В финале оперы хор крестоносцев, взявших Иерусалим, поет хвалу Господу:
Тебя мы славим, великий Бог победы, Тебя мы славим, непобедимый Господь!
Надежда Глебова продолжает:
— Недавно почивший блестящий французский историк Зильбер Дагрон совершенно справедливо заметил: «Появление на исторической сцене ислама сделало неактуальным все то, что до этого было сказано о войне и армии». Особым своеобразием ислама является то, что он, в отличие от христианства, на начальных этапах своего развития практически не знал мирной проповеди. С первых шагов ее пророк вместе со своими сторонниками были вынуждены отстаивать свое право на существование и владение истиной при помощи меча. Другого способа выжить в противостоянии с жестокими бедуинскими племенами у них не было. Молитва читалась перед началом битвы и была такой, чтобы ободрить их перед лицом вероятной и близкой смерти. Молитва и воинское дело были изначально спаяны друг с другом. И то, с чем мы имеем дело сейчас, так или иначе семантически сопряжено с теми тяжелыми этапами становления новой религии.
Выбор названия «Исламское государство» относят к строительству халифата.
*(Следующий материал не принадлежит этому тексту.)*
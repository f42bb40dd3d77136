//! Process-wide options live in a global; this binary holds a single test.

use serde_json::{json, Value};
use specguard_rs::prelude::*;
use specguard_rs::TestClient;

async fn echo(Validated(inputs): Validated) -> Json<Value> {
    Json(inputs.body.unwrap_or(Value::Null))
}

fn app() -> SpecGuard {
    let schema = RequestSchema::new()
        .body(ObjectSchema::new().key("name", Schema::string().required()));
    SpecGuard::new().route("/echo", post(echo).validate(schema).unwrap())
}

#[tokio::test]
async fn process_options_apply_per_request() {
    let client = TestClient::new(app());
    client.post_json("/echo", &json!({})).await.assert_status(400);

    std::env::set_var("SPECGUARD_STATUS", "422");
    std::env::set_var("SPECGUARD_FLATTEN", "true");
    let app = app().validation_options_from_env().unwrap();
    std::env::remove_var("SPECGUARD_STATUS");
    std::env::remove_var("SPECGUARD_FLATTEN");

    // an already-built client picks the new options up on its next request
    let response = client.post_json("/echo", &json!({})).await;
    response.assert_status(422);
    response.assert_json(&json!(["\"name\" is required"]));

    let doc = app.openapi_spec().unwrap().to_json();
    let failure = &doc["paths"]["/echo"]["post"]["responses"]["422"];
    assert_eq!(failure["content"]["application/json"]["schema"]["type"], "array");

    // later calls only fill options that are still unset
    set_options(Some(OptionsOverride::new().status(409).status_text("Conflict")));
    let response = client.post_json("/echo", &json!({})).await;
    response.assert_status(422);
    assert!(response.json::<Value>().unwrap().is_array());

    set_options(None);
    client.post_json("/echo", &json!({})).await.assert_status(400);
    client
        .post_json("/echo", &json!({"name": "Ada"}))
        .await
        .assert_status(200)
        .assert_json(&json!({"name": "Ada"}));
}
Но происходит это за счет ущемления очень важной составляющей. Государство мусульманина там, где его «умма», к которой он принадлежит. Собственно, именно она и составляет главное государство для него. Все остальное так или иначе сопряжено с нею. Французский мусульманин не будет отказываться от льгот и пособий, которые предоставляет Франция, но является ли последняя для него частью его идентичности на уровне безусловного признания — большой вопрос. А умма будет таковой всю его жизнь в качестве исповедующего ислам. Скорее, это прагматичная договоренность со своей совестью и жизнью.
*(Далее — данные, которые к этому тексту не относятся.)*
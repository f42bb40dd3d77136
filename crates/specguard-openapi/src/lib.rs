//! OpenAPI documentation for specguard
//!
//! Builds an OpenAPI 3.0 document from the same schemas routes use for
//! request validation, and serves it with Swagger UI.
//!
//! # Usage
//!
//! ```rust
//! use specguard_openapi::{create_operation, DocRegistry, OpenApiSpec, RequestModel, ResponseModel, ResponseModels};
//! use specguard_validate::schema::{ObjectSchema, Schema};
//!
//! let request = RequestModel::new("User", "users")
//!     .description("Create a user")
//!     .body(ObjectSchema::new().key("name", Schema::string().required()));
//! let responses = ResponseModels::new().status(201, ResponseModel::object().property("id", "integer"));
//!
//! let mut registry = DocRegistry::new(OpenApiSpec::new("Users", "1.0.0"));
//! registry
//!     .describe("post", "/users", create_operation(&request, Some(&responses), Some("v1")))
//!     .unwrap();
//!
//! let json = registry.spec().to_json();
//! assert_eq!(json["paths"]["/users"]["post"]["tags"][0], "users-v1");
//! assert!(json["components"]["schemas"]["User201ResponseModel"].is_object());
//! ```

mod config;
mod convert;
mod error;
mod model;
mod operation;
mod registry;
mod schemas;
mod spec;
#[cfg(feature = "swagger-ui")]
mod swagger;

pub use config::OpenApiConfig;
pub use convert::{object_schema_to_openapi, schema_to_openapi};
pub use error::DocError;
pub use model::{RequestModel, ResponseModel, ResponseModels};
pub use operation::{create_operation, status_text, OperationDoc};
pub use registry::{ensure_at_least_one_response, to_openapi_path, DocRegistry};
pub use schemas::{
    ErrorBodySchema, ErrorSchema, FieldErrorSchema, ValidationFailureSchema, VALIDATION_FAILURE,
};
pub use spec::{
    json_content, ApiInfo, MediaType, OpenApiSpec, Operation, Parameter, ParameterIn, PathItem,
    RequestBody, ResponseSpec, SchemaRef,
};

// Re-export utoipa's ToSchema derive macro as Schema
pub use utoipa::ToSchema as Schema;

use bytes::Bytes;
use http::{header, HeaderValue, Response, StatusCode};
use http_body_util::Full;

fn respond(status: StatusCode, content_type: &'static str, body: impl Into<Bytes>) -> Response<Full<Bytes>> {
    let mut response = Response::new(Full::new(body.into()));
    *response.status_mut() = status;
    response
        .headers_mut()
        .insert(header::CONTENT_TYPE, HeaderValue::from_static(content_type));
    response
}

/// Generate the OpenAPI JSON response
pub fn openapi_json(spec: &OpenApiSpec) -> Response<Full<Bytes>> {
    match serde_json::to_string_pretty(&spec.to_json()) {
        Ok(json) => respond(StatusCode::OK, "application/json", json),
        Err(_) => respond(
            StatusCode::INTERNAL_SERVER_ERROR,
            "text/plain; charset=utf-8",
            "Failed to serialize OpenAPI spec",
        ),
    }
}

/// Generate the Swagger UI HTML response
#[cfg(feature = "swagger-ui")]
pub fn swagger_ui_html(openapi_url: &str, title: &str) -> Response<Full<Bytes>> {
    let html = swagger::generate_swagger_html(openapi_url, title);
    respond(StatusCode::OK, "text/html; charset=utf-8", html)
}
//! Standard error schemas for OpenAPI documentation
//!
//! These schemas match the response bodies produced by the validation layer
//! and by host errors.

use serde::{Deserialize, Serialize};
use utoipa::ToSchema;

/// Structured request validation failure
#[derive(Debug, Clone, Serialize, Deserialize, ToSchema)]
#[serde(rename_all = "camelCase")]
pub struct ValidationFailureSchema {
    /// Failure status code
    pub status: u16,
    /// Failure status text
    pub status_text: String,
    /// One entry per failing field and location
    pub errors: Vec<FieldErrorSchema>,
}

/// Violations of one field in one request location
#[derive(Debug, Clone, Serialize, Deserialize, ToSchema)]
pub struct FieldErrorSchema {
    /// Field path (nested paths look like "address.city")
    pub field: String,
    /// One of headers, body, query, params, cookies
    pub location: String,
    /// Messages in the order they were reported
    pub messages: Vec<String>,
    /// Violation kinds (e.g. "any.required"), parallel to `messages`
    pub types: Vec<String>,
}

/// Host error response body
#[derive(Debug, Clone, Serialize, Deserialize, ToSchema)]
pub struct ErrorSchema {
    pub error: ErrorBodySchema,
}

/// Error body details
#[derive(Debug, Clone, Serialize, Deserialize, ToSchema)]
pub struct ErrorBodySchema {
    /// Error type identifier (e.g. "not_found")
    #[serde(rename = "type")]
    pub error_type: String,
    pub message: String,
}

impl ValidationFailureSchema {
    /// Sample failure for documentation
    pub fn example() -> Self {
        Self {
            status: 400,
            status_text: "Bad Request".to_string(),
            errors: vec![FieldErrorSchema {
                field: "name".to_string(),
                location: "body".to_string(),
                messages: vec!["\"name\" is required".to_string()],
                types: vec!["any.required".to_string()],
            }],
        }
    }
}

/// Component name of [`ValidationFailureSchema`].
pub const VALIDATION_FAILURE: &str = "ValidationFailureSchema";
//! TestClient for integration testing without network binding
//!
//! Sends simulated requests through the full pipeline: routing, app-wide
//! layers, route validation and the handler.
//!
//! ```rust,ignore
//! use specguard_core::{get, SpecGuard, TestClient};
//!
//! #[tokio::test]
//! async fn test_hello() {
//!     let client = TestClient::new(SpecGuard::new().route("/", get(|| async { "hi" })));
//!     client.get("/").await.assert_status(200);
//! }
//! ```

use crate::app::SpecGuard;
use crate::error::{ApiError, BuildError};
use crate::response::{IntoResponse, Response};
use crate::server::Service;
use bytes::Bytes;
use http::{header, HeaderMap, HeaderValue, Method, StatusCode};
use http_body_util::BodyExt;
use serde::{de::DeserializeOwned, Serialize};

/// Test client for integration testing without network binding
pub struct TestClient {
    service: Service,
}

impl TestClient {
    /// Create a new test client
    ///
    /// # Panics
    ///
    /// When the application cannot be built (misconfigured validation or
    /// documentation); use
    /// [`try_new`](Self::try_new) to inspect the error.
    pub fn new(app: SpecGuard) -> Self {
        match Self::try_new(app) {
            Ok(client) => client,
            Err(err) => panic!("Failed to build application: {}", err),
        }
    }

    pub fn try_new(app: SpecGuard) -> Result<Self, BuildError> {
        Ok(Self {
            service: app.into_service()?,
        })
    }

    /// Send a GET request
    pub async fn get(&self, path: &str) -> TestResponse {
        self.request(TestRequest::get(path)).await
    }

    /// Send a POST request with JSON body
    pub async fn post_json<T: Serialize>(&self, path: &str, body: &T) -> TestResponse {
        self.request(TestRequest::post(path).json(body)).await
    }

    /// Send a request with full control
    ///
    /// ```rust,ignore
    /// let response = client.request(
    ///     TestRequest::put("/users/1")
    ///         .header("Authorization", "Bearer token")
    ///         .json(&UpdateUser { name: "Bob" })
    /// ).await;
    /// ```
    pub async fn request(&self, req: TestRequest) -> TestResponse {
        let body = req.body.unwrap_or_default();

        if let Some(limit) = self.service.body_limit() {
            if body.len() > limit {
                let response = ApiError::payload_too_large(format!(
                    "Request body exceeds the limit of {} bytes",
                    limit
                ))
                .into_response();
                return TestResponse::from_response(response).await;
            }
        }

        let mut http_req = http::Request::new(body);
        *http_req.method_mut() = req.method;
        *http_req.uri_mut() = req.path.parse().unwrap_or_else(|_| http::Uri::from_static("/"));
        *http_req.headers_mut() = req.headers;

        let response = self.service.call(http_req).await;
        TestResponse::from_response(response).await
    }
}

/// Test request builder
#[derive(Debug, Clone)]
pub struct TestRequest {
    method: Method,
    path: String,
    headers: HeaderMap,
    body: Option<Bytes>,
}

impl TestRequest {
    fn new(method: Method, path: &str) -> Self {
        Self {
            method,
            path: path.to_string(),
            headers: HeaderMap::new(),
            body: None,
        }
    }

    pub fn get(path: &str) -> Self {
        Self::new(Method::GET, path)
    }

    pub fn post(path: &str) -> Self {
        Self::new(Method::POST, path)
    }

    pub fn put(path: &str) -> Self {
        Self::new(Method::PUT, path)
    }

    pub fn patch(path: &str) -> Self {
        Self::new(Method::PATCH, path)
    }

    pub fn delete(path: &str) -> Self {
        Self::new(Method::DELETE, path)
    }

    /// Append a header. Repeating a name adds another value.
    pub fn header(mut self, key: &str, value: &str) -> Self {
        if let (Ok(name), Ok(val)) = (
            key.parse::<http::header::HeaderName>(),
            HeaderValue::from_str(value),
        ) {
            self.headers.append(name, val);
        }
        self
    }

    /// Add a `Cookie` header entry
    pub fn cookie(self, name: &str, value: &str) -> Self {
        self.header("cookie", &format!("{}={}", name, value))
    }

    /// Set the request body as JSON, with `Content-Type: application/json`.
    pub fn json<T: Serialize>(mut self, body: &T) -> Self {
        if let Ok(bytes) = serde_json::to_vec(body) {
            self.body = Some(Bytes::from(bytes));
            self.headers.insert(
                header::CONTENT_TYPE,
                HeaderValue::from_static("application/json"),
            );
        }
        self
    }

    /// Set the request body as URL-encoded form data
    pub fn form<T: Serialize>(mut self, body: &T) -> Self {
        if let Ok(encoded) = serde_urlencoded::to_string(body) {
            self.body = Some(Bytes::from(encoded));
            self.headers.insert(
                header::CONTENT_TYPE,
                HeaderValue::from_static("application/x-www-form-urlencoded"),
            );
        }
        self
    }

    /// Set the request body as raw bytes
    pub fn body(mut self, body: impl Into<Bytes>) -> Self {
        self.body = Some(body.into());
        self
    }

    pub fn content_type(self, content_type: &str) -> Self {
        self.header("content-type", content_type)
    }
}

/// Test response with assertion helpers
#[derive(Debug)]
pub struct TestResponse {
    status: StatusCode,
    headers: HeaderMap,
    body: Bytes,
}

impl TestResponse {
    async fn from_response(response: Response) -> Self {
        let (parts, body) = response.into_parts();
        let body_bytes = body.collect().await.map(|b| b.to_bytes()).unwrap_or_default();

        Self {
            status: parts.status,
            headers: parts.headers,
            body: body_bytes,
        }
    }

    pub fn status(&self) -> StatusCode {
        self.status
    }

    pub fn headers(&self) -> &HeaderMap {
        &self.headers
    }

    pub fn body(&self) -> &Bytes {
        &self.body
    }

    /// The body as text (lossy UTF-8)
    pub fn text(&self) -> String {
        String::from_utf8_lossy(&self.body).to_string()
    }

    pub fn json<T: DeserializeOwned>(&self) -> Result<T, serde_json::Error> {
        serde_json::from_slice(&self.body)
    }

    /// Assert that the response has the expected status code
    ///
    /// # Panics
    ///
    /// Panics if the status code doesn't match.
    pub fn assert_status(&self, expected: u16) -> &Self {
        assert_eq!(
            self.status.as_u16(),
            expected,
            "Expected status {}, got {}. Body: {}",
            expected,
            self.status,
            self.text()
        );
        self
    }

    /// Assert that the response has the expected header value
    ///
    /// # Panics
    ///
    /// Panics if the header doesn't exist or doesn't match.
    pub fn assert_header(&self, key: &str, expected: &str) -> &Self {
        let actual = self
            .headers
            .get(key)
            .and_then(|v| v.to_str().ok())
            .unwrap_or("");

        assert_eq!(
            actual, expected,
            "Expected header '{}' to be '{}', got '{}'",
            key, expected, actual
        );
        self
    }

    /// Assert that the response body matches the expected JSON value
    ///
    /// # Panics
    ///
    /// Panics if the body can't be parsed as JSON or doesn't match.
    pub fn assert_json<T: DeserializeOwned + PartialEq + std::fmt::Debug>(&self, expected: &T) -> &Self {
        let actual: T = match self.json() {
            Ok(actual) => actual,
            Err(err) => panic!("Failed to parse response body as JSON: {}", err),
        };
        assert_eq!(&actual, expected, "JSON body mismatch");
        self
    }

    /// Assert that the response body contains the expected string
    pub fn assert_body_contains(&self, expected: &str) -> &Self {
        let body = self.text();
        assert!(
            body.contains(expected),
            "Expected body to contain '{}', got '{}'",
            expected,
            body
        );
        self
    }
}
Когда поют хвалу крестоносцам и заявляют о необходимости нового «крестового похода», редко вспоминают о секте ассасинов, отчасти созданной в 1090 году в ответ на события Крестовых походов Хасаном ибн Саббахом. Не вдаваясь сейчас в детализацию их деятельности, достаточно только сказать, что это было первое такое исключительное в своей деятельности сообщество высокопрофессиональных убийц, которые не только выполняли свою кровавую работу, но и были готовы немедленно принять за нее смерть. Собственно именно с их верными последователями мы имеем дело сейчас. В пользу этого говорит и то обстоятельство, что и ассасинам, и современным террористам во многом был свойственен определенный символизм в проводимых «операциях».
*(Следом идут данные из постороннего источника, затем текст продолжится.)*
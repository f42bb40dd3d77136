//! Validation options and the three-layer configuration resolver.
//!
//! Options come from three layers, merged field by field:
//!
//! 1. per-call overrides carried by the route's [`RequestSchema`](crate::RequestSchema)
//! 2. process-wide overrides set with [`set_options`]
//! 3. the built-in [`Options::default`]
//!
//! A field set in a higher layer wins over the same field in a lower one.

use crate::error::ConfigurationError;
use crate::location::Location;
use serde::{Deserialize, Serialize};
use std::sync::{OnceLock, PoisonError, RwLock};

/// Fully resolved options for one validation call.
#[derive(Debug, Clone, PartialEq, Eq, Serialize, Deserialize)]
#[serde(rename_all = "camelCase")]
pub struct Options {
    /// Expose the whole request to the evaluator as context
    pub context_request: bool,
    pub allow_unknown_headers: bool,
    pub allow_unknown_body: bool,
    pub allow_unknown_query: bool,
    pub allow_unknown_params: bool,
    pub allow_unknown_cookies: bool,
    /// Status reported by a validation failure
    pub status: u16,
    /// Status text reported by a validation failure
    pub status_text: String,
    /// Serialize failures as a flat message list
    pub flatten: bool,
}

impl Default for Options {
    fn default() -> Self {
        Self {
            context_request: false,
            allow_unknown_headers: true,
            allow_unknown_body: true,
            allow_unknown_query: true,
            allow_unknown_params: true,
            allow_unknown_cookies: true,
            status: 400,
            status_text: "Bad Request".to_string(),
            flatten: false,
        }
    }
}

impl Options {
    /// Whether undeclared keys are accepted in a location.
    pub fn allow_unknown(&self, location: Location) -> bool {
        match location {
            Location::Headers => self.allow_unknown_headers,
            Location::Body => self.allow_unknown_body,
            Location::Query => self.allow_unknown_query,
            Location::Params => self.allow_unknown_params,
            Location::Cookies => self.allow_unknown_cookies,
        }
    }
}

/// A partial set of options. Unset fields defer to the next layer.
#[derive(Debug, Clone, Default, PartialEq, Eq, Serialize, Deserialize)]
#[serde(rename_all = "camelCase", default)]
pub struct OptionsOverride {
    #[serde(skip_serializing_if = "Option::is_none")]
    pub context_request: Option<bool>,
    #[serde(skip_serializing_if = "Option::is_none")]
    pub allow_unknown_headers: Option<bool>,
    #[serde(skip_serializing_if = "Option::is_none")]
    pub allow_unknown_body: Option<bool>,
    #[serde(skip_serializing_if = "Option::is_none")]
    pub allow_unknown_query: Option<bool>,
    #[serde(skip_serializing_if = "Option::is_none")]
    pub allow_unknown_params: Option<bool>,
    #[serde(skip_serializing_if = "Option::is_none")]
    pub allow_unknown_cookies: Option<bool>,
    #[serde(skip_serializing_if = "Option::is_none")]
    pub status: Option<u16>,
    #[serde(skip_serializing_if = "Option::is_none")]
    pub status_text: Option<String>,
    #[serde(skip_serializing_if = "Option::is_none")]
    pub flatten: Option<bool>,
}

/// Environment form of [`OptionsOverride`] (`SPECGUARD_STATUS`, `SPECGUARD_ALLOW_UNKNOWN_BODY`, ...).
#[derive(Debug, Deserialize)]
struct EnvOptions {
    context_request: Option<bool>,
    allow_unknown_headers: Option<bool>,
    allow_unknown_body: Option<bool>,
    allow_unknown_query: Option<bool>,
    allow_unknown_params: Option<bool>,
    allow_unknown_cookies: Option<bool>,
    status: Option<u16>,
    status_text: Option<String>,
    flatten: Option<bool>,
}

impl From<EnvOptions> for OptionsOverride {
    fn from(env: EnvOptions) -> Self {
        Self {
            context_request: env.context_request,
            allow_unknown_headers: env.allow_unknown_headers,
            allow_unknown_body: env.allow_unknown_body,
            allow_unknown_query: env.allow_unknown_query,
            allow_unknown_params: env.allow_unknown_params,
            allow_unknown_cookies: env.allow_unknown_cookies,
            status: env.status,
            status_text: env.status_text,
            flatten: env.flatten,
        }
    }
}

impl OptionsOverride {
    /// Create an empty override.
    pub fn new() -> Self {
        Self::default()
    }

    /// Load overrides from `SPECGUARD_*` environment variables.
    pub fn from_env() -> Result<Self, ConfigurationError> {
        let env: EnvOptions = envy::prefixed("SPECGUARD_").from_env()?;
        Ok(env.into())
    }

    /// Set `contextRequest`.
    pub fn context_request(mut self, enabled: bool) -> Self {
        self.context_request = Some(enabled);
        self
    }

    /// Set the `allowUnknown*` flag of one location.
    pub fn allow_unknown(mut self, location: Location, allow: bool) -> Self {
        *self.allow_unknown_slot(location) = Some(allow);
        self
    }

    /// Set the failure status.
    pub fn status(mut self, status: u16) -> Self {
        self.status = Some(status);
        self
    }

    /// Set the failure status text.
    pub fn status_text(mut self, text: impl Into<String>) -> Self {
        self.status_text = Some(text.into());
        self
    }

    /// Set `flatten`.
    pub fn flatten(mut self, flatten: bool) -> Self {
        self.flatten = Some(flatten);
        self
    }

    /// Check whether no field is set.
    pub fn is_empty(&self) -> bool {
        *self == Self::default()
    }

    fn allow_unknown_slot(&mut self, location: Location) -> &mut Option<bool> {
        match location {
            Location::Headers => &mut self.allow_unknown_headers,
            Location::Body => &mut self.allow_unknown_body,
            Location::Query => &mut self.allow_unknown_query,
            Location::Params => &mut self.allow_unknown_params,
            Location::Cookies => &mut self.allow_unknown_cookies,
        }
    }

    /// Field-wise merge: fields set on `self` win, the rest come from `fallback`.
    pub fn or(&self, fallback: &OptionsOverride) -> OptionsOverride {
        OptionsOverride {
            context_request: self.context_request.or(fallback.context_request),
            allow_unknown_headers: self.allow_unknown_headers.or(fallback.allow_unknown_headers),
            allow_unknown_body: self.allow_unknown_body.or(fallback.allow_unknown_body),
            allow_unknown_query: self.allow_unknown_query.or(fallback.allow_unknown_query),
            allow_unknown_params: self.allow_unknown_params.or(fallback.allow_unknown_params),
            allow_unknown_cookies: self.allow_unknown_cookies.or(fallback.allow_unknown_cookies),
            status: self.status.or(fallback.status),
            status_text: self
                .status_text
                .clone()
                .or_else(|| fallback.status_text.clone()),
            flatten: self.flatten.or(fallback.flatten),
        }
    }

    /// Fill every unset field from `defaults`.
    pub fn apply_to(&self, defaults: &Options) -> Options {
        Options {
            context_request: self.context_request.unwrap_or(defaults.context_request),
            allow_unknown_headers: self
                .allow_unknown_headers
                .unwrap_or(defaults.allow_unknown_headers),
            allow_unknown_body: self.allow_unknown_body.unwrap_or(defaults.allow_unknown_body),
            allow_unknown_query: self.allow_unknown_query.unwrap_or(defaults.allow_unknown_query),
            allow_unknown_params: self
                .allow_unknown_params
                .unwrap_or(defaults.allow_unknown_params),
            allow_unknown_cookies: self
                .allow_unknown_cookies
                .unwrap_or(defaults.allow_unknown_cookies),
            status: self.status.unwrap_or(defaults.status),
            status_text: self
                .status_text
                .clone()
                .unwrap_or_else(|| defaults.status_text.clone()),
            flatten: self.flatten.unwrap_or(defaults.flatten),
        }
    }
}

/// Merge the three option layers: per-call > process-wide > defaults.
///
/// Absent layers count as empty. Inputs are never mutated.
pub fn resolve(
    per_call: Option<&OptionsOverride>,
    process: Option<&OptionsOverride>,
    defaults: &Options,
) -> Options {
    let empty = OptionsOverride::default();
    let per_call = per_call.unwrap_or(&empty);
    let process = process.unwrap_or(&empty);
    per_call.or(process).apply_to(defaults)
}

/// Holder of process-wide option overrides.
///
/// Writers replace the whole value; readers take a snapshot. An update that
/// races with an in-flight validation may or may not apply to it
/// (last writer wins).
#[derive(Debug, Default)]
pub struct OptionsStore {
    current: RwLock<OptionsOverride>,
}

impl OptionsStore {
    /// Create an empty store.
    pub fn new() -> Self {
        Self::default()
    }

    /// Copy of the current overrides.
    pub fn snapshot(&self) -> OptionsOverride {
        self.current
            .read()
            .unwrap_or_else(PoisonError::into_inner)
            .clone()
    }

    /// Update the overrides.
    ///
    /// `None` clears everything. `Some(opts)` keeps every field that is
    /// already set and takes the remaining fields from `opts`.
    pub fn set(&self, opts: Option<OptionsOverride>) {
        let mut current = self.current.write().unwrap_or_else(PoisonError::into_inner);
        *current = match opts {
            None => OptionsOverride::default(),
            Some(opts) => current.or(&opts),
        };
    }
}

static PROCESS_OPTIONS: OnceLock<OptionsStore> = OnceLock::new();

fn process_store() -> &'static OptionsStore {
    PROCESS_OPTIONS.get_or_init(OptionsStore::new)
}

/// Update the process-wide option overrides. See [`OptionsStore::set`].
pub fn set_options(opts: Option<OptionsOverride>) {
    tracing::debug!(reset = opts.is_none(), "updating process validation options");
    process_store().set(opts);
}

/// Snapshot of the process-wide option overrides.
pub fn global_options() -> OptionsOverride {
    process_store().snapshot()
}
На протяжении уже многих лет мир символизма отдан на откуп бренд-менеджерам и маркетологам. Разнообразные попытки делают мастера современного искусства, но им так и не удалось составить сколько-нибудь значительное соперничество асам потребительского рынка. В этом отношении создатели планов реализации терактов в Париже являются «асами 80-го уровня» (как говорят в сети Интернет) в отношении «упаковывания смыслов», в том, что могло бы стать банальной бойней. Парижане, в значительной своей части, — исключительные поклонники своего города, который дорог им совсем иначе, чем даже самым искренним франкофонам. Эти теракты «собрали», пожалуй, максимальное количество фокус-групп. А то, что клуб «Батаклан» расположен в нескольких минутах ходьбы от района Маре, получившего свое название от болота, осушенного Орденом тамплиеров, в пятницу 13-го, если и может показаться «совпадением», то весьма символичным. Подобного символизма, объективного и надуманного, будет еще немало, особенно в отношении того, что проходит рядом с темой жизни и смерти. Особым свойством Крестовых походов оказалось то, что они стали вневременными: едва ли не каждое поколение объявляет свой «крестовый поход», фактически сводя на нет шансы на успех своей готовностью отдать свою жизнь, ничего не изменив в ней самостоятельно, — говорит историк, исполнительный директор Центра исследований актуальных проблем современности Академии МНЭПУ Надежда Глебова.